Ter um bom desempenho nas redes sociais, principalmente neste período de pré-campanha, vai além do número de seguidores e curtidas. A propaganda eleitoral nas Tvs, rádios e na internet começará no dia 26 de setembro e vai até o dia 12 de novembro. Segundo especialistas, está será a eleição da big data, ou seja, o uso de dados estruturados para que sejam estabelecidos perfis demográficos. Com isso, o discurso do candidato é direcionado de forma mais assertiva ao seu eleitorado.

“Antes, se gastava muito dinheiro em uma estratégia pirotécnica. Não cabe mais orçamentos milionários, gastos com bandeiras e materiais que vão para o lixo. As pessoas não querem isso. As campanhas que se propuserem a esse tipo de comportamento, não vão ser mais aceitas pela população. Os candidatos precisam se comunicar de forma inteligente”, avalia Paulo Moura.

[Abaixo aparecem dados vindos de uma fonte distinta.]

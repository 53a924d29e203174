// ABOUTME: Plugin trait and the metadata every plugin describes itself with
// ABOUTME: Plugins own their configuration and expose an async init/cleanup lifecycle

use async_trait::async_trait;
use serde::{Deserialize, Serialize};
use serde_json::{Map, Value};

#[derive(Debug, Clone, Copy, PartialEq, Eq, Hash, Serialize, Deserialize)]
#[serde(rename_all = "lowercase")]
pub enum PluginType {
    Adapter,
    Workflow,
    Transformer,
    Validator,
    Authenticator,
    Notifier,
}

#[derive(Debug, Clone, PartialEq, Serialize, Deserialize)]
pub struct PluginMetadata {
    pub name: String,
    pub version: String,
    pub plugin_type: PluginType,
    pub description: String,
    #[serde(default)]
    pub author: String,
    #[serde(default)]
    pub dependencies: Vec<String>,
    #[serde(default)]
    pub config_schema: Map<String, Value>,
    #[serde(default = "default_enabled")]
    pub enabled: bool,
    /// Lower numbers sort first.
    #[serde(default = "default_priority")]
    pub priority: i32,
}

fn default_enabled() -> bool {
    true
}

fn default_priority() -> i32 {
    100
}

impl PluginMetadata {
    pub fn new(
        name: impl Into<String>,
        version: impl Into<String>,
        plugin_type: PluginType,
        description: impl Into<String>,
    ) -> Self {
        Self {
            name: name.into(),
            version: version.into(),
            plugin_type,
            description: description.into(),
            author: String::new(),
            dependencies: Vec::new(),
            config_schema: Map::new(),
            enabled: default_enabled(),
            priority: default_priority(),
        }
    }

    pub fn with_priority(mut self, priority: i32) -> Self {
        self.priority = priority;
        self
    }

    pub fn disabled(mut self) -> Self {
        self.enabled = false;
        self
    }
}

#[async_trait]
pub trait Plugin: Send + Sync {
    fn metadata(&self) -> PluginMetadata;

    async fn initialize(&self) -> anyhow::Result<()>;

    async fn cleanup(&self) -> anyhow::Result<()>;

    fn validate_config(&self, _config: &Value) -> bool {
        true
    }
}
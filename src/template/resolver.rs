// ABOUTME: Variable substitution over strings, maps, and sequences
// ABOUTME: Replaces ${name} markers with instance variables and resolves dotted paths

use regex::{Captures, Regex};
use serde_json::Value;
use std::sync::OnceLock;

use crate::model::Variables;

fn placeholder() -> &'static Regex {
    static PLACEHOLDER: OnceLock<Regex> = OnceLock::new();
    PLACEHOLDER.get_or_init(|| Regex::new(r"\$\{([^}]+)\}").expect("placeholder pattern is valid"))
}

/// Resolves `${name}` markers against a variables map.
///
/// Unknown names are left in place as literal text. Non-string scalars pass
/// through unchanged, and map keys are never rewritten.
#[derive(Debug, Clone, Copy)]
pub struct VariableResolver<'a> {
    variables: &'a Variables,
}

impl<'a> VariableResolver<'a> {
    pub fn new(variables: &'a Variables) -> Self {
        Self { variables }
    }

    /// Recursively resolve markers in a JSON value
    pub fn resolve(&self, template: &Value) -> Value {
        match template {
            Value::String(s) => Value::String(self.resolve_str(s)),
            Value::Array(items) => Value::Array(items.iter().map(|v| self.resolve(v)).collect()),
            Value::Object(map) => Value::Object(
                map.iter()
                    .map(|(key, value)| (key.clone(), self.resolve(value)))
                    .collect(),
            ),
            other => other.clone(),
        }
    }

    /// Resolve markers in a single string
    pub fn resolve_str(&self, template: &str) -> String {
        if !template.contains("${") {
            return template.to_string();
        }

        placeholder()
            .replace_all(template, |caps: &Captures| {
                let name = &caps[1];
                match lookup(self.variables, name) {
                    Some(value) => display_value(value),
                    None => caps[0].to_string(),
                }
            })
            .into_owned()
    }

    pub fn lookup(&self, path: &str) -> Option<&'a Value> {
        lookup(self.variables, path)
    }
}

/// Look a name up in the variables: an exact key wins, otherwise the name is
/// walked as a dotted path through nested objects and arrays.
pub fn lookup<'v>(variables: &'v Variables, path: &str) -> Option<&'v Value> {
    if let Some(value) = variables.get(path) {
        return Some(value);
    }

    let mut parts = path.split('.');
    let mut current = variables.get(parts.next()?)?;
    for part in parts {
        current = match current {
            Value::Object(map) => map.get(part)?,
            Value::Array(items) => items.get(part.parse::<usize>().ok()?)?,
            _ => return None,
        };
    }
    Some(current)
}

/// String form of a value as used inside substituted text.
pub fn display_value(value: &Value) -> String {
    match value {
        Value::String(s) => s.clone(),
        other => other.to_string(),
    }
}
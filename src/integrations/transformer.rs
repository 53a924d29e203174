// ABOUTME: Data transformation interface for delegated transform variants
// ABOUTME: Used for interchange-format mapping; the default returns its input unchanged

use async_trait::async_trait;
use serde_json::Value;

#[async_trait]
pub trait Transformer: Send + Sync {
    /// Transform `input` as described by the task's `transform` descriptor.
    async fn transform(&self, input: Value, descriptor: &Value) -> anyhow::Result<Value>;
}

#[derive(Debug, Clone, Copy, Default)]
pub struct PassthroughTransformer;

#[async_trait]
impl Transformer for PassthroughTransformer {
    async fn transform(&self, input: Value, _descriptor: &Value) -> anyhow::Result<Value> {
        Ok(input)
    }
}
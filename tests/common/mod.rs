// ABOUTME: Common utilities and helpers for integration tests
// ABOUTME: Provides a process builder, collaborator doubles, and polling helpers

#![allow(dead_code)]

use async_trait::async_trait;
use serde_json::{json, Value};
use std::sync::atomic::{AtomicUsize, Ordering};
use std::sync::{Arc, Mutex};
use std::time::Duration;

use heartflow::engine::{EngineError, ExecutionContext};
use heartflow::integrations::{HttpTransport, RemoteRequest};
use heartflow::{ProcessDefinition, Task, TaskHandler, TaskType, Variables, WorkflowEngine, WorkflowInstance};

pub const WAIT: Duration = Duration::from_secs(10);

pub struct ProcessBuilder {
    id: String,
    name: String,
    variables: Variables,
    tasks: Vec<Task>,
}

impl ProcessBuilder {
    pub fn new(id: &str) -> Self {
        Self {
            id: id.to_string(),
            name: format!("Test process: {}", id),
            variables: Variables::new(),
            tasks: Vec::new(),
        }
    }

    pub fn with_variable(mut self, key: &str, value: Value) -> Self {
        self.variables.insert(key.to_string(), value);
        self
    }

    pub fn with_task(mut self, task: Task) -> Self {
        self.tasks.push(task);
        self
    }

    /// A remote call to `https://ehr.test/{id}`.
    pub fn add_call(self, id: &str, depends_on: &[&str]) -> Self {
        let task = Task::new(id, TaskType::RemoteCall)
            .with_config(json!({"url": format!("https://ehr.test/{}", id)}))
            .depends_on(depends_on.iter().copied());
        self.with_task(task)
    }

    pub fn add_decision(self, id: &str, depends_on: &[&str]) -> Self {
        let task = Task::new(id, TaskType::Decision).depends_on(depends_on.iter().copied());
        self.with_task(task)
    }

    pub fn build(self) -> ProcessDefinition {
        ProcessDefinition::new(self.id, self.name, self.tasks)
            .expect("test process must be valid")
            .with_variables(self.variables)
    }
}

pub fn vars(value: Value) -> Variables {
    value.as_object().cloned().expect("variables must be an object")
}

/// Records every request and answers with `{"ok": true, "url": ...}`.
#[derive(Default)]
pub struct RecordingTransport {
    pub requests: Mutex<Vec<RemoteRequest>>,
}

impl RecordingTransport {
    pub fn calls(&self) -> usize {
        self.requests.lock().unwrap().len()
    }

    pub fn urls(&self) -> Vec<String> {
        self.requests
            .lock()
            .unwrap()
            .iter()
            .map(|r| r.url.clone())
            .collect()
    }
}

#[async_trait]
impl HttpTransport for RecordingTransport {
    async fn call(&self, request: RemoteRequest) -> anyhow::Result<Value> {
        let url = request.url.clone();
        self.requests.lock().unwrap().push(request);
        Ok(json!({"ok": true, "url": url}))
    }
}

/// Fails every call, counting attempts.
#[derive(Default)]
pub struct FailingTransport {
    pub calls: AtomicUsize,
}

impl FailingTransport {
    pub fn calls(&self) -> usize {
        self.calls.load(Ordering::SeqCst)
    }
}

#[async_trait]
impl HttpTransport for FailingTransport {
    async fn call(&self, request: RemoteRequest) -> anyhow::Result<Value> {
        self.calls.fetch_add(1, Ordering::SeqCst);
        anyhow::bail!("503 Service Unavailable from {}", request.url)
    }
}

/// Fails only for URLs containing `needle`; records everything else.
pub struct SelectiveTransport {
    pub needle: String,
    pub inner: RecordingTransport,
}

impl SelectiveTransport {
    pub fn failing_on(needle: &str) -> Self {
        Self {
            needle: needle.to_string(),
            inner: RecordingTransport::default(),
        }
    }
}

#[async_trait]
impl HttpTransport for SelectiveTransport {
    async fn call(&self, request: RemoteRequest) -> anyhow::Result<Value> {
        if request.url.contains(&self.needle) {
            anyhow::bail!("connection reset by {}", request.url);
        }
        self.inner.call(request).await
    }
}

/// Sleeps before answering; counts started and finished calls.
pub struct SlowTransport {
    pub delay: Duration,
    pub started: AtomicUsize,
    pub finished: AtomicUsize,
}

impl SlowTransport {
    pub fn new(delay: Duration) -> Self {
        Self {
            delay,
            started: AtomicUsize::new(0),
            finished: AtomicUsize::new(0),
        }
    }
}

#[async_trait]
impl HttpTransport for SlowTransport {
    async fn call(&self, _request: RemoteRequest) -> anyhow::Result<Value> {
        self.started.fetch_add(1, Ordering::SeqCst);
        tokio::time::sleep(self.delay).await;
        self.finished.fetch_add(1, Ordering::SeqCst);
        Ok(json!({"ok": true}))
    }
}

/// Handler that only counts invocations.
#[derive(Default)]
pub struct CountingHandler {
    pub calls: AtomicUsize,
}

impl CountingHandler {
    pub fn calls(&self) -> usize {
        self.calls.load(Ordering::SeqCst)
    }
}

#[async_trait]
impl TaskHandler for CountingHandler {
    async fn execute(&self, task: &Task, _ctx: &ExecutionContext) -> Result<Value, EngineError> {
        self.calls.fetch_add(1, Ordering::SeqCst);
        Ok(json!({"handled": task.id}))
    }
}

pub async fn run_to_end(
    engine: &WorkflowEngine,
    process: ProcessDefinition,
    variables: Variables,
) -> WorkflowInstance {
    let process_id = process.id.clone();
    engine.register(process).await.unwrap();
    let instance_id = engine.start(&process_id, variables).await.unwrap();
    engine.wait_for(&instance_id, WAIT).await.unwrap()
}

/// Poll until `predicate` holds for the instance snapshot.
pub async fn wait_until<F>(engine: &WorkflowEngine, instance_id: &str, predicate: F) -> WorkflowInstance
where
    F: Fn(&WorkflowInstance) -> bool,
{
    let poll = async {
        loop {
            if let Some(snapshot) = engine.status(instance_id).await {
                if predicate(&snapshot) {
                    return snapshot;
                }
            }
            tokio::time::sleep(Duration::from_millis(5)).await;
        }
    };
    tokio::time::timeout(WAIT, poll)
        .await
        .expect("condition not reached in time")
}

pub fn shared<T>(value: T) -> Arc<T> {
    Arc::new(value)
}
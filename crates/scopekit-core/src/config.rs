//! Resource stack configuration.

/// What a dropped [`ResourceStack`](crate::ResourceStack) does with entries
/// that were never released.
///
/// A stack is normally closed explicitly (or by [`scoped`](crate::scoped)).
/// When the owning future is cancelled instead, `Drop` is the only exit path
/// left and cannot await, so the remaining releases are handed elsewhere.
#[derive(Debug, Clone, Copy, Default, PartialEq, Eq)]
#[non_exhaustive]
pub enum DropPolicy {
    /// Release on a background task of the current tokio runtime.
    ///
    /// Falls back to [`DropPolicy::Block`] when there is no runtime, or when
    /// the `tokio-runtime` feature is disabled.
    #[default]
    Spawn,
    /// Release inline with `futures::executor::block_on`.
    ///
    /// Release actions that depend on a tokio driver (timers, sockets) must
    /// not be used with this policy from inside a current-thread runtime.
    Block,
    /// Skip the releases and log an error.
    Leak,
}

/// Configuration for a [`ResourceStack`](crate::ResourceStack).
#[derive(Debug, Clone)]
#[non_exhaustive]
pub struct StackConfig {
    /// Label used in tracing output and error messages.
    pub label: String,
    /// Behaviour when the stack is dropped with active entries.
    pub drop_policy: DropPolicy,
}

impl StackConfig {
    /// Create a new stack configuration with default values.
    #[must_use]
    pub fn new() -> Self {
        Self::default()
    }

    /// Set the stack label.
    #[must_use]
    pub fn label(mut self, label: impl Into<String>) -> Self {
        self.label = label.into();
        self
    }

    /// Set the drop policy.
    #[must_use]
    pub const fn drop_policy(mut self, policy: DropPolicy) -> Self {
        self.drop_policy = policy;
        self
    }
}

impl Default for StackConfig {
    fn default() -> Self {
        Self {
            label: "scope".to_string(),
            drop_policy: DropPolicy::default(),
        }
    }
}

#[cfg(test)]
mod tests {
    use super::*;

    #[test]
    fn test_config_builder() {
        let config = StackConfig::new()
            .label("client")
            .drop_policy(DropPolicy::Block);

        assert_eq!(config.label, "client");
        assert_eq!(config.drop_policy, DropPolicy::Block);
    }

    #[test]
    fn test_config_defaults() {
        let config = StackConfig::default();
        assert_eq!(config.label, "scope");
        assert_eq!(config.drop_policy, DropPolicy::Spawn);
    }
}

O ambiente virtual não vai suprir totalmente a campanha de rua, mas a tecnologia pode auxiliar nessa aproximação. O especialista em marketing político Sergio Lima sugere a interação com as lideranças locais e associações nas comunidades. Estes líderes podem levantar as dúvidas e demandas daquela determinada região e promover debates mesmo que sejam virtual. “Não adianta ficar só na rede social, é preciso se aproximar das pessoas. Para isso, pode ser feito o uso da tecnologia. É preciso ouvir, conversar e assumir compromissos.

TOM DOS DISCURSOS

O discurso ideológico e polarizado entre os espectros de direita e esquerda pode não se sobressair nestas eleições municipais com o mesmo peso das eleições de 2018, onde foram eleitos o presidente, governadores, senadores e deputados federais e estaduais. Justamente por essa mudança das agendas políticas.

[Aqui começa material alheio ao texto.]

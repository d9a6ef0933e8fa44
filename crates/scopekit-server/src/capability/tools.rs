//! Tool capability implementation.
//!
//! This module provides a registry for tools and dispatches tool calls to
//! their handlers.

use std::collections::BTreeMap;
use std::future::Future;

use futures::FutureExt;
use futures::future::BoxFuture;
use scopekit_core::protocol::method;
use scopekit_core::types::{Tool, ToolOutput};
use scopekit_core::SessionError;
use serde_json::Value;

/// A boxed async function for tool execution.
pub type BoxedToolFn =
    Box<dyn Fn(Value) -> BoxFuture<'static, Result<ToolOutput, SessionError>> + Send + Sync>;

/// A registered tool with metadata and handler.
pub struct RegisteredTool {
    /// Tool metadata.
    pub tool: Tool,
    /// Handler function.
    pub handler: BoxedToolFn,
}

/// Service for managing tools.
///
/// Tools are kept ordered by name so listings are deterministic.
#[derive(Default)]
pub struct ToolService {
    tools: BTreeMap<String, RegisteredTool>,
}

impl ToolService {
    /// Create a new empty tool service.
    #[must_use]
    pub fn new() -> Self {
        Self::default()
    }

    /// Register a tool with a handler function.
    ///
    /// Registering a second tool with the same name replaces the first.
    pub fn register<F, Fut>(&mut self, tool: Tool, handler: F)
    where
        F: Fn(Value) -> Fut + Send + Sync + 'static,
        Fut: Future<Output = Result<ToolOutput, SessionError>> + Send + 'static,
    {
        let name = tool.name.clone();
        let boxed: BoxedToolFn = Box::new(move |args| handler(args).boxed());
        self.tools.insert(
            name,
            RegisteredTool {
                tool,
                handler: boxed,
            },
        );
    }

    /// Get a tool by name.
    #[must_use]
    pub fn get(&self, name: &str) -> Option<&RegisteredTool> {
        self.tools.get(name)
    }

    /// Check if a tool exists.
    #[must_use]
    pub fn contains(&self, name: &str) -> bool {
        self.tools.contains_key(name)
    }

    /// Get all registered tools.
    #[must_use]
    pub fn list(&self) -> Vec<&Tool> {
        self.tools.values().map(|r| &r.tool).collect()
    }

    /// Get the number of registered tools.
    #[must_use]
    pub fn len(&self) -> usize {
        self.tools.len()
    }

    /// Check if the service has no tools.
    #[must_use]
    pub fn is_empty(&self) -> bool {
        self.tools.is_empty()
    }

    /// Call a tool by name.
    pub async fn call(&self, name: &str, arguments: Value) -> Result<ToolOutput, SessionError> {
        let registered = self
            .tools
            .get(name)
            .ok_or_else(|| SessionError::tool_not_found(name))?;

        (registered.handler)(arguments).await
    }
}

/// Extract a required string argument from a tool call.
pub fn string_arg<'a>(arguments: &'a Value, name: &str) -> Result<&'a str, SessionError> {
    arguments.get(name).and_then(Value::as_str).ok_or_else(|| {
        SessionError::invalid_params(
            method::CALL_TOOL,
            format!("missing required string argument `{name}`"),
        )
    })
}
//! Client configuration.

use scopekit_core::{ClientInfo, DropPolicy, StackConfig};

/// Configuration for a [`Client`](crate::Client).
#[derive(Debug, Clone)]
#[non_exhaustive]
pub struct ClientConfig {
    /// Configuration of the stack owning the client's connection.
    pub stack: StackConfig,
    /// Information sent to the server during initialization.
    pub client_info: ClientInfo,
}

impl ClientConfig {
    /// Create a new client configuration with default values.
    #[must_use]
    pub fn new() -> Self {
        Self::default()
    }

    /// Set the stack configuration.
    #[must_use]
    pub fn stack(mut self, stack: StackConfig) -> Self {
        self.stack = stack;
        self
    }

    /// Set the drop policy of the client's stack.
    #[must_use]
    pub fn drop_policy(mut self, policy: DropPolicy) -> Self {
        self.stack = self.stack.drop_policy(policy);
        self
    }

    /// Set the client information.
    #[must_use]
    pub fn client_info(mut self, client_info: ClientInfo) -> Self {
        self.client_info = client_info;
        self
    }
}

impl Default for ClientConfig {
    fn default() -> Self {
        Self {
            stack: StackConfig::new().label("client"),
            client_info: ClientInfo::default(),
        }
    }
}

#[cfg(test)]
mod tests {
    use super::*;

    #[test]
    fn test_defaults() {
        let config = ClientConfig::default();
        assert_eq!(config.stack.label, "client");
        assert_eq!(config.stack.drop_policy, DropPolicy::Spawn);
        assert_eq!(config.client_info.name, "scopekit-client");
    }

    #[test]
    fn test_builder() {
        let config = ClientConfig::new()
            .drop_policy(DropPolicy::Block)
            .client_info(ClientInfo::new("tester", "0.0.1"));
        assert_eq!(config.stack.drop_policy, DropPolicy::Block);
        assert_eq!(config.client_info.version, "0.0.1");
    }
}
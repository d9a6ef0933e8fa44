//! Recording resources.
//!
//! Every helper here appends to a shared [`ReleaseLog`]: `ENTER: <name>`
//! when a resource is acquired and `EXIT: <name>` when it is released, so a
//! test can assert the exact teardown order.

use std::future::{Ready, ready};
use std::sync::{Arc, Mutex, MutexGuard, PoisonError};

use scopekit_core::{Acquired, ScopedResource};
use thiserror::Error;

/// A shared, append-only log of lifecycle events.
#[derive(Debug, Clone, Default)]
pub struct ReleaseLog {
    entries: Arc<Mutex<Vec<String>>>,
}

impl ReleaseLog {
    /// Create an empty log.
    #[must_use]
    pub fn new() -> Self {
        Self::default()
    }

    /// Append an entry.
    pub fn record(&self, entry: impl Into<String>) {
        self.lock().push(entry.into());
    }

    /// A snapshot of the entries so far.
    #[must_use]
    pub fn entries(&self) -> Vec<String> {
        self.lock().clone()
    }

    /// Number of entries.
    #[must_use]
    pub fn len(&self) -> usize {
        self.lock().len()
    }

    /// Whether nothing has been recorded.
    #[must_use]
    pub fn is_empty(&self) -> bool {
        self.lock().is_empty()
    }

    /// Remove every entry.
    pub fn clear(&self) {
        self.lock().clear();
    }

    fn lock(&self) -> MutexGuard<'_, Vec<String>> {
        self.entries.lock().unwrap_or_else(PoisonError::into_inner)
    }
}

/// The error every injected failure produces.
#[derive(Debug, Clone, PartialEq, Eq, Error)]
#[error("injected failure in `{label}`")]
pub struct InjectedFailure {
    /// The resource that failed.
    pub label: String,
}

impl InjectedFailure {
    /// Create a failure for `label`.
    pub fn new(label: impl Into<String>) -> Self {
        Self {
            label: label.into(),
        }
    }
}

type Factory = Ready<Result<Acquired<String>, InjectedFailure>>;

/// A factory for a resource named `name`.
///
/// Records `ENTER: name` when invoked; the release records `EXIT: name`.
/// The acquired value is the name itself.
pub fn tracked(log: &ReleaseLog, name: &str) -> impl FnOnce() -> Factory + Send + 'static {
    let log = log.clone();
    let name = name.to_string();
    move || {
        log.record(format!("ENTER: {name}"));
        let exit = format!("EXIT: {name}");
        ready(Ok(Acquired::new(name, move || async move { log.record(exit) })))
    }
}

/// A factory that fails without acquiring anything.
pub fn failing_factory(name: &str) -> impl FnOnce() -> Factory + Send + 'static {
    let name = name.to_string();
    move || ready(Err(InjectedFailure::new(name)))
}

/// A factory whose resource records `EXIT: name` and then fails to release.
pub fn failing_release(log: &ReleaseLog, name: &str) -> impl FnOnce() -> Factory + Send + 'static {
    let log = log.clone();
    let name = name.to_string();
    move || {
        log.record(format!("ENTER: {name}"));
        let label = name.clone();
        ready(Ok(Acquired::new(name, move || async move {
            log.record(format!("EXIT: {label}"));
            Err::<(), _>(InjectedFailure::new(label))
        })))
    }
}

/// A deferred callback recording `message` when it runs.
pub fn callback(log: &ReleaseLog, message: &str) -> impl FnOnce() -> Ready<()> + Send + 'static {
    let log = log.clone();
    let message = message.to_string();
    move || {
        log.record(message);
        ready(())
    }
}

/// A [`ScopedResource`] that records its enter and exit steps.
#[derive(Debug, Clone)]
pub struct TrackedResource {
    name: String,
    log: ReleaseLog,
    fail_enter: bool,
    fail_exit: bool,
}

impl TrackedResource {
    /// Create a resource named `name` recording into `log`.
    pub fn new(log: &ReleaseLog, name: impl Into<String>) -> Self {
        Self {
            name: name.into(),
            log: log.clone(),
            fail_enter: false,
            fail_exit: false,
        }
    }

    /// Make `enter` fail before recording anything.
    #[must_use]
    pub const fn failing_enter(mut self) -> Self {
        self.fail_enter = true;
        self
    }

    /// Make `exit` fail after recording.
    #[must_use]
    pub const fn failing_exit(mut self) -> Self {
        self.fail_exit = true;
        self
    }
}

impl ScopedResource for TrackedResource {
    type Output = String;
    type Error = InjectedFailure;

    async fn enter(&mut self) -> Result<String, InjectedFailure> {
        if self.fail_enter {
            return Err(InjectedFailure::new(&self.name));
        }
        self.log.record(format!("ENTER: {}", self.name));
        Ok(self.name.clone())
    }

    async fn exit(self) -> Result<(), InjectedFailure> {
        self.log.record(format!("EXIT: {}", self.name));
        if self.fail_exit {
            return Err(InjectedFailure::new(self.name));
        }
        Ok(())
    }
}

#[cfg(test)]
mod tests {
    use super::*;
    use scopekit_core::ResourceStack;

    #[tokio::test]
    async fn test_tracked_records_both_steps() {
        let log = ReleaseLog::new();
        let mut stack = ResourceStack::new();

        let name = stack.acquire("A", tracked(&log, "A")).await.unwrap();
        assert_eq!(name, "A");
        stack.defer("cleanup", callback(&log, "cleanup")).unwrap();
        stack.close().await.unwrap();

        assert_eq!(log.entries(), ["ENTER: A", "cleanup", "EXIT: A"]);
    }

    #[tokio::test]
    async fn test_failures() {
        let log = ReleaseLog::new();
        let mut stack = ResourceStack::new();

        assert!(stack.acquire("B", failing_factory("B")).await.is_err());
        stack.acquire("C", failing_release(&log, "C")).await.unwrap();
        let err = stack.close().await.unwrap_err();

        assert_eq!(err.release_errors().map(|e| e.len()), Some(1));
        assert_eq!(log.entries(), ["ENTER: C", "EXIT: C"]);
    }

    #[tokio::test]
    async fn test_tracked_resource() {
        let log = ReleaseLog::new();
        let mut stack = ResourceStack::new();

        stack
            .enter("broken", TrackedResource::new(&log, "broken").failing_enter())
            .await
            .unwrap_err();
        stack
            .enter("door", TrackedResource::new(&log, "door").failing_exit())
            .await
            .unwrap();
        assert!(stack.close().await.is_err());

        assert_eq!(log.entries(), ["ENTER: door", "EXIT: door"]);
        log.clear();
        assert!(log.is_empty());
    }
}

“A pandemia funcionou, em grande medida, como salvo conduto para o prefeito conseguir realizar despesas que não conseguiria em outras condições. A melhor situação para esses prefeitos seria a prorrogação do mandato até 2022”, afirma o cientista político e professor da Universidade Federal de Pernambuco (UFPE) Arthur Leandro.

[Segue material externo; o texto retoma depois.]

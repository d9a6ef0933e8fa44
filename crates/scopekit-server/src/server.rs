//! Request-dispatching server.

use scopekit_core::protocol::{Request, Response};
use scopekit_core::types::{
    ListResourceTemplatesResult, ListResourcesResult, ListToolsResult, ReadResourceResult,
};
use scopekit_core::{
    InitializeRequest, InitializeResult, PROTOCOL_VERSION, ServerCapabilities, ServerInfo,
    SessionError,
};
use scopekit_transport::Service;
use tracing::{debug, warn};
use uuid::Uuid;

use crate::builder::ServerBuilder;
use crate::capability::{ResourceService, ToolService};

/// A server answering [`Request`]s from its tool and resource registries.
///
/// The server keeps no per-session state; every request is answered on its
/// own.
pub struct Server {
    info: ServerInfo,
    instructions: Option<String>,
    tools: ToolService,
    resources: ResourceService,
}

impl Server {
    pub(crate) const fn new(
        info: ServerInfo,
        instructions: Option<String>,
        tools: ToolService,
        resources: ResourceService,
    ) -> Self {
        Self {
            info,
            instructions,
            tools,
            resources,
        }
    }

    /// Start building a server.
    #[must_use]
    pub fn builder(name: impl Into<String>, version: impl Into<String>) -> ServerBuilder {
        ServerBuilder::new(name, version)
    }

    /// Server information.
    #[must_use]
    pub const fn info(&self) -> &ServerInfo {
        &self.info
    }

    /// The tool registry.
    #[must_use]
    pub const fn tools(&self) -> &ToolService {
        &self.tools
    }

    /// The resource registry.
    #[must_use]
    pub const fn resources(&self) -> &ResourceService {
        &self.resources
    }

    /// Capabilities derived from what is registered.
    #[must_use]
    pub fn capabilities(&self) -> ServerCapabilities {
        ServerCapabilities {
            tools: !self.tools.is_empty(),
            resources: !self.resources.is_empty(),
        }
    }

    fn initialize(&self, request: &InitializeRequest) -> InitializeResult {
        if request.protocol_version != PROTOCOL_VERSION {
            warn!(
                requested = %request.protocol_version,
                supported = PROTOCOL_VERSION,
                "Client requested a different protocol version"
            );
        }

        let session_id = Uuid::new_v4().to_string();
        debug!(
            client = %request.client_info.name,
            session_id = %session_id,
            "Initializing session"
        );

        let mut result = InitializeResult::new(self.info.clone(), self.capabilities())
            .session_id(session_id);
        result.instructions.clone_from(&self.instructions);
        result
    }
}

impl Service for Server {
    async fn handle(&self, request: Request) -> Result<Response, SessionError> {
        match request {
            Request::Initialize(init) => Ok(Response::Initialized(self.initialize(&init))),
            Request::Ping => Ok(Response::Pong),
            Request::ListTools => Ok(Response::Tools(ListToolsResult {
                tools: self.tools.list().into_iter().cloned().collect(),
            })),
            Request::CallTool(call) => {
                let output = self.tools.call(&call.name, call.arguments).await?;
                Ok(Response::ToolResult(output.into()))
            }
            Request::ListResources => Ok(Response::Resources(ListResourcesResult {
                resources: self.resources.list().into_iter().cloned().collect(),
            })),
            Request::ListResourceTemplates => {
                Ok(Response::ResourceTemplates(ListResourceTemplatesResult {
                    resource_templates: self.resources.list_templates().into_iter().cloned().collect(),
                }))
            }
            Request::ReadResource(read) => {
                let contents = self.resources.read(&read.uri).await?;
                Ok(Response::ResourceContents(ReadResourceResult {
                    contents: vec![contents],
                }))
            }
        }
    }
}

#[cfg(test)]
mod tests {
    use super::*;
    use scopekit_core::ClientInfo;
    use scopekit_core::types::{CallToolRequest, Tool, ToolOutput};

    fn server() -> Server {
        Server::builder("test-server", "0.1.0")
            .instructions("be nice")
            .tool(Tool::new("ok"), |_| async { Ok(ToolOutput::text("fine")) })
            .build()
    }

    #[tokio::test]
    async fn test_initialize() {
        let response = server()
            .handle(Request::Initialize(InitializeRequest::new(ClientInfo::default())))
            .await
            .unwrap();

        let Response::Initialized(result) = response else {
            panic!("expected initialize result");
        };
        assert_eq!(result.server_info.name, "test-server");
        assert_eq!(result.instructions.as_deref(), Some("be nice"));
        assert!(result.capabilities.tools);
        assert!(!result.capabilities.resources);
        assert!(result.session_id.is_some());
    }

    #[tokio::test]
    async fn test_dispatch_tool_call() {
        let response = server()
            .handle(Request::CallTool(CallToolRequest::new("ok", serde_json::Value::Null)))
            .await
            .unwrap();
        assert!(matches!(response, Response::ToolResult(ref r) if r.text_content() == "fine"));
    }

    #[tokio::test]
    async fn test_sessions_get_distinct_ids() {
        let server = server();
        let init = || Request::Initialize(InitializeRequest::new(ClientInfo::default()));
        let (Response::Initialized(a), Response::Initialized(b)) = (
            server.handle(init()).await.unwrap(),
            server.handle(init()).await.unwrap(),
        ) else {
            panic!("expected initialize results");
        };
        assert_ne!(a.session_id, b.session_id);
    }

    #[tokio::test]
    async fn test_unknown_resource() {
        let err = server()
            .handle(Request::ReadResource(
                scopekit_core::types::ReadResourceRequest::new("docs://nope"),
            ))
            .await
            .unwrap_err();
        assert!(matches!(err, SessionError::ResourceNotFound { .. }));
    }
}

Por outro lado, os chefes do Executivo municipal precisam lidar com o esgotamento de alguns benefícios, seja do seguro desemprego ou do auxílio emergencial, além de investigações em torno do uso correto dos recursos liberados para o enfrentamento ao coronavírus. “Eles vão enfrentar um eleitorado que vai estar sofrendo diretamente o impacto da falta de recursos, e sabemos que um eleitor insatisfeito, ele pode se tornar um eleitor de oposição”, afirma o professor.

Outro ponto debatido é sobre o discurso federalizado. O presidente Jair Bolsonaro (sem partido) tem deixado claro que não deve intervir diretamente na corrida eleitoral. Portanto, sem estrutura partidária e sem a presença esperada por muitos dos candidatos que se colocam como defensores do bolsonarismo, a solução foi se unir a partidos que compartilham do mesmo ideal institucional.

Sem essa base eleitoral e máquina partidária consolidada, o que entra em jogo são as negociações para a liberação de recursos federais para investimentos na região durante a pandemia. “Esse é um mecanismo que interfere bastante na performance que os prefeitos e, consequentemente, daqueles que são oposição. Esse mecanismo foi redefinido pela relação entre os governos dos Estados e o federal, com um desenho institucional que interfere no cálculo político das elites locais”, ressalta Arthur Leandro.